▸ **Try it**
The answer must consist of every line in the records below that contains the string "validate".

Saved entries:

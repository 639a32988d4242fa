use serde::{Deserialize, Serialize};

use crate::image::ServerImage;

use super::record::ModelLayer;

/// A learnt concept activation vector and the search results it produced.
#[derive(Debug, Clone, PartialEq, Eq, Serialize, Deserialize)]
#[serde(rename_all = "camelCase")]
pub struct NeuralLens {
    pub model_layer: ModelLayer,
    /// Snapshot whose training data the lens was learnt from.
    pub snapshot_id: String,
    #[serde(default)]
    pub result_images: Vec<ServerImage>,
    #[serde(rename = "cavID")]
    pub cav_id: String,
    /// Opaque serialized vector.
    #[serde(default)]
    pub cav_string: String,
}

impl NeuralLens {
    pub fn is_learnt_from(&self, snapshot_id: &str) -> bool {
        self.snapshot_id == snapshot_id
    }
}
use std::sync::Arc;

use tracing::debug;

use crate::error::TransportError;
use crate::image::TrainingImageRecord;
use crate::lock::Mutex;

use super::CavServer;

/// Lazily fetched, memoized negative scout dataset.
///
/// Concurrent callers share a single fetch. A failed fetch is not cached.
pub struct ScoutImageDataset {
    compute: Arc<dyn CavServer>,
    dataset: String,
    gate: Mutex,
    images: parking_lot::Mutex<Option<Arc<Vec<TrainingImageRecord>>>>,
}

impl ScoutImageDataset {
    pub fn new(compute: Arc<dyn CavServer>, dataset: impl Into<String>) -> Self {
        ScoutImageDataset {
            compute,
            dataset: dataset.into(),
            gate: Mutex::new(),
            images: parking_lot::Mutex::new(None),
        }
    }

    pub fn dataset(&self) -> &str {
        &self.dataset
    }

    pub async fn negative_images(&self) -> Result<Arc<Vec<TrainingImageRecord>>, TransportError> {
        self.gate
            .run_exclusive(|| async {
                let cached = self.images.lock().clone();
                if let Some(images) = cached {
                    return Ok(images);
                }
                let images = Arc::new(self.compute.get_image_set(&self.dataset).await?);
                debug!(dataset = %self.dataset, count = images.len(), "fetched scout images");
                *self.images.lock() = Some(Arc::clone(&images));
                Ok(images)
            })
            .await
    }
}
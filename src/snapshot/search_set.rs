use serde::{Deserialize, Serialize};

use crate::error::{DecodeError, ProjectError};
use crate::ids::generate_search_set_id;
use crate::image::ServerImage;
use crate::storage::ProjectStorage;

const BUILT_IN_NAME: &str = "default";

/// Images the learnt CAV is evaluated against.
///
/// Serialized as the string `"default"` for the built-in set, or as the full
/// custom set object.
#[derive(Debug, Clone, Default, PartialEq, Eq, Serialize, Deserialize)]
#[serde(try_from = "SearchSetRepr", into = "SearchSetRepr")]
pub enum SearchSet {
    #[default]
    BuiltIn,
    Custom(CustomSearchSet),
}

#[derive(Serialize, Deserialize)]
#[serde(untagged)]
enum SearchSetRepr {
    Named(String),
    Custom(CustomSearchSet),
}

impl TryFrom<SearchSetRepr> for SearchSet {
    type Error = DecodeError;

    fn try_from(repr: SearchSetRepr) -> Result<Self, Self::Error> {
        match repr {
            SearchSetRepr::Named(name) if name == BUILT_IN_NAME => Ok(SearchSet::BuiltIn),
            SearchSetRepr::Named(name) => Err(DecodeError::UnknownSearchSet(name)),
            SearchSetRepr::Custom(set) => {
                set.validate()?;
                Ok(SearchSet::Custom(set))
            }
        }
    }
}

impl From<SearchSet> for SearchSetRepr {
    fn from(set: SearchSet) -> Self {
        match set {
            SearchSet::BuiltIn => SearchSetRepr::Named(BUILT_IN_NAME.to_string()),
            SearchSet::Custom(set) => SearchSetRepr::Custom(set.with_image_count()),
        }
    }
}

impl SearchSet {
    pub fn name(&self) -> &str {
        match self {
            SearchSet::BuiltIn => "Sample set",
            SearchSet::Custom(set) => &set.name,
        }
    }

    pub fn creator_name(&self) -> &str {
        match self {
            SearchSet::BuiltIn => "Nord Projects",
            SearchSet::Custom(set) => &set.creator_name,
        }
    }

    /// Images to send with a learning request; `None` means the server's own set.
    pub fn images(&self) -> Option<&[ServerImage]> {
        match self {
            SearchSet::BuiltIn => None,
            SearchSet::Custom(set) => Some(&set.images),
        }
    }

    pub fn is_custom(&self) -> bool {
        matches!(self, SearchSet::Custom(_))
    }
}

#[derive(Debug, Clone, PartialEq, Eq, Serialize, Deserialize)]
#[serde(rename_all = "camelCase")]
pub struct CustomSearchSet {
    pub search_set_id: String,
    pub name: String,
    pub images: Vec<ServerImage>,
    #[serde(default)]
    pub image_count: usize,
    #[serde(default)]
    pub creator_name: String,
    /// Unset until the first save.
    #[serde(default, skip_serializing_if = "Option::is_none")]
    pub owner: Option<String>,
    #[serde(default)]
    pub parent_id: Option<String>,
}

impl Default for CustomSearchSet {
    fn default() -> Self {
        Self::new()
    }
}

impl CustomSearchSet {
    pub fn new() -> Self {
        CustomSearchSet {
            search_set_id: generate_search_set_id(),
            name: "untitled-search-set".to_string(),
            images: Vec::new(),
            image_count: 0,
            creator_name: "you".to_string(),
            owner: None,
            parent_id: None,
        }
    }

    pub fn validate(&self) -> Result<(), DecodeError> {
        if self.search_set_id.is_empty() {
            return Err(DecodeError::MissingField("searchSetId"));
        }
        if self.images.iter().any(|i| i.id.is_empty()) {
            return Err(DecodeError::MissingField("id"));
        }
        Ok(())
    }

    fn with_image_count(mut self) -> Self {
        self.image_count = self.images.len();
        self
    }

    /// Independent copy with a fresh id, parented to this set.
    pub fn create_copy(&self) -> Self {
        CustomSearchSet {
            search_set_id: generate_search_set_id(),
            parent_id: Some(self.search_set_id.clone()),
            owner: None,
            ..self.clone()
        }
    }

    pub async fn save(&self, storage: &dyn ProjectStorage) -> Result<(), ProjectError> {
        if self.images.is_empty() {
            return Err(ProjectError::EmptySearchSet);
        }
        storage
            .set_search_set(&self.search_set_id, &self.clone().with_image_count())
            .await?;
        Ok(())
    }

    /// Rename and persist; a no-op when the name is unchanged.
    pub async fn rename(
        &mut self,
        name: impl Into<String>,
        storage: &dyn ProjectStorage,
    ) -> Result<(), ProjectError> {
        let name = name.into();
        if name == self.name {
            return Ok(());
        }
        self.name = name;
        self.save(storage).await
    }
}
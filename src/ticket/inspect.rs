use std::sync::Arc;

use crate::compute::{CavServer, CropsResponse};
use crate::image::ServerImage;

use super::{Ticket, TicketCache};

/// Per-image crop lookups for a learnt CAV.
pub struct InspectCache {
    compute: Arc<dyn CavServer>,
    crops: TicketCache<CropsResponse>,
}

impl InspectCache {
    pub fn new(compute: Arc<dyn CavServer>) -> Self {
        InspectCache {
            compute,
            crops: TicketCache::new(),
        }
    }

    pub fn get_top_crops(&self, image: &ServerImage, cav_id: &str) -> Arc<Ticket<CropsResponse>> {
        let key = format!("crops-{}-{}", image.id, cav_id);
        let compute = Arc::clone(&self.compute);
        let image = image.clone();
        let cav_id = cav_id.to_string();
        self.crops.request(key, async move {
            compute.get_image_crops(&image, &cav_id).await
        })
    }

    pub fn clear_queue(&self) {
        self.crops.clear_queue();
    }
}
//! Project model integration tests against in-memory collaborators.


mod inspect;
mod learning;
mod persistence;
mod uploads;
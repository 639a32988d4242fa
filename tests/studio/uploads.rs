use cavstudio::{SetKind, TrainingImage};

use crate::support::{payload, settle, Fixture};

#[tokio::test(start_paused = true)]
async fn files_upload_in_background_and_keep_their_keys() {
    let fx = Fixture::new();
    let project = fx.project();

    let keys = project
        .add_image_files(SetKind::Positive, vec![payload(), payload()])
        .await;
    assert_eq!(keys.len(), 2);
    assert!(!project.can_learn_lens());

    settle().await;

    let positives = project.training_set(SetKind::Positive);
    for key in keys {
        let image = positives.get(key).unwrap();
        assert!(image.is_uploaded());
        assert!(image.user_generated());
    }
    assert_eq!(fx.compute.upload_count(), 2);
    assert!(project.can_learn_lens());
}

#[tokio::test(start_paused = true)]
async fn local_images_are_not_persisted() {
    let fx = Fixture::new();
    fx.compute.fail_next_uploads(1);
    let project = fx.project();
    project
        .add_image_files(SetKind::Positive, vec![payload()])
        .await;
    settle().await;

    let snapshot = project.to_snapshot();
    assert!(snapshot.positive_set.images.is_empty());
    assert_eq!(project.training_set(SetKind::Positive).len(), 1);
}

#[tokio::test(start_paused = true)]
async fn failed_upload_is_recorded_and_can_be_retried() {
    let fx = Fixture::new();
    fx.compute.fail_next_uploads(1);
    let project = fx.project();

    let key = project
        .add_image_files(SetKind::Negative, vec![payload()])
        .await[0];
    settle().await;

    let entry = project.training_set(SetKind::Negative).get(key).cloned().unwrap();
    let pending = entry.pending_upload().unwrap();
    assert!(!pending.is_uploading);
    assert_eq!(
        pending.error_description.as_deref(),
        Some("Image upload failed. injected upload failure (HTTP 500)")
    );

    project.retry_upload(SetKind::Negative, key).await.unwrap();
    let entry = project.training_set(SetKind::Negative).get(key).cloned().unwrap();
    assert!(entry.is_uploaded());
    assert_eq!(entry.server_image().unwrap().id, "upload-1");
}

#[tokio::test(start_paused = true)]
async fn upload_keeps_weight_set_while_uploading() {
    let fx = Fixture::new();
    let project = fx.project();
    let image = TrainingImage::uploading(payload());
    let key = image.key();
    project.add_images(SetKind::Positive, vec![image], false).await;
    project.upweight_image(SetKind::Positive, key).await.unwrap();

    project.upload_image(SetKind::Positive, key).await.unwrap();

    let entry = project.training_set(SetKind::Positive).get(key).cloned().unwrap();
    assert!(entry.is_uploaded());
    assert_eq!(entry.weight, 4);
    // already uploaded: nothing to do
    project.upload_image(SetKind::Positive, key).await.unwrap();
    assert_eq!(fx.compute.upload_count(), 1);
}
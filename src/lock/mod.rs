//! Async admission primitives.
//!
//! [`Semaphore`] bounds how many guarded sections run at once (image uploads
//! use eight slots); [`Mutex`] is the single-slot case used to serialize
//! network session checks, scout dataset loading and ticket queue draining.

mod mutex;
mod semaphore;

pub use mutex::Mutex;
pub use semaphore::{Permit, Semaphore};
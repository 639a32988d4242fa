use cavstudio::{Project, Services, SetKind, SyncConfig, TrainingImage, UploadPayload};

use crate::support::start_backend;

#[tokio::test]
async fn project_uploads_learns_and_saves_over_http() {
    let backend = start_backend().await;
    let config = SyncConfig::default().with_server_url(&backend.url);
    let services = Services::http(&config);
    let project = Project::new(services.clone(), &config);

    let image = TrainingImage::uploading(UploadPayload {
        thumbnail_png: vec![1],
        full_jpeg: vec![2],
    });
    let key = image.key();
    project.add_images(SetKind::Positive, vec![image], false).await;
    project.upload_image(SetKind::Positive, key).await.unwrap();
    assert_eq!(project.training_set(SetKind::Negative).enabled_count(), 1);

    project.learn_neural_lens().await.unwrap();
    project.set_name(Some("remote owls".into()));
    project.flush().await;
    assert!(project.save_error().is_none());

    let stored = backend.snapshot(&project.snapshot_id()).unwrap();
    assert_eq!(stored["name"], "remote owls");
    assert_eq!(stored["neuralLens"]["cavID"], "cav-remote");
    assert_eq!(stored["positiveSet"]["images"][0]["id"], "up-1");

    let reloaded = Project::load(services, &config, &project.snapshot_id())
        .await
        .unwrap();
    assert_eq!(reloaded.name().as_deref(), Some("remote owls"));
    assert_eq!(reloaded.neural_lens().unwrap().cav_id, "cav-remote");
}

▸ **Solution for this problem**
                set.validate()?;
    pub fn validate(&self) -> Result<(), DecodeError> {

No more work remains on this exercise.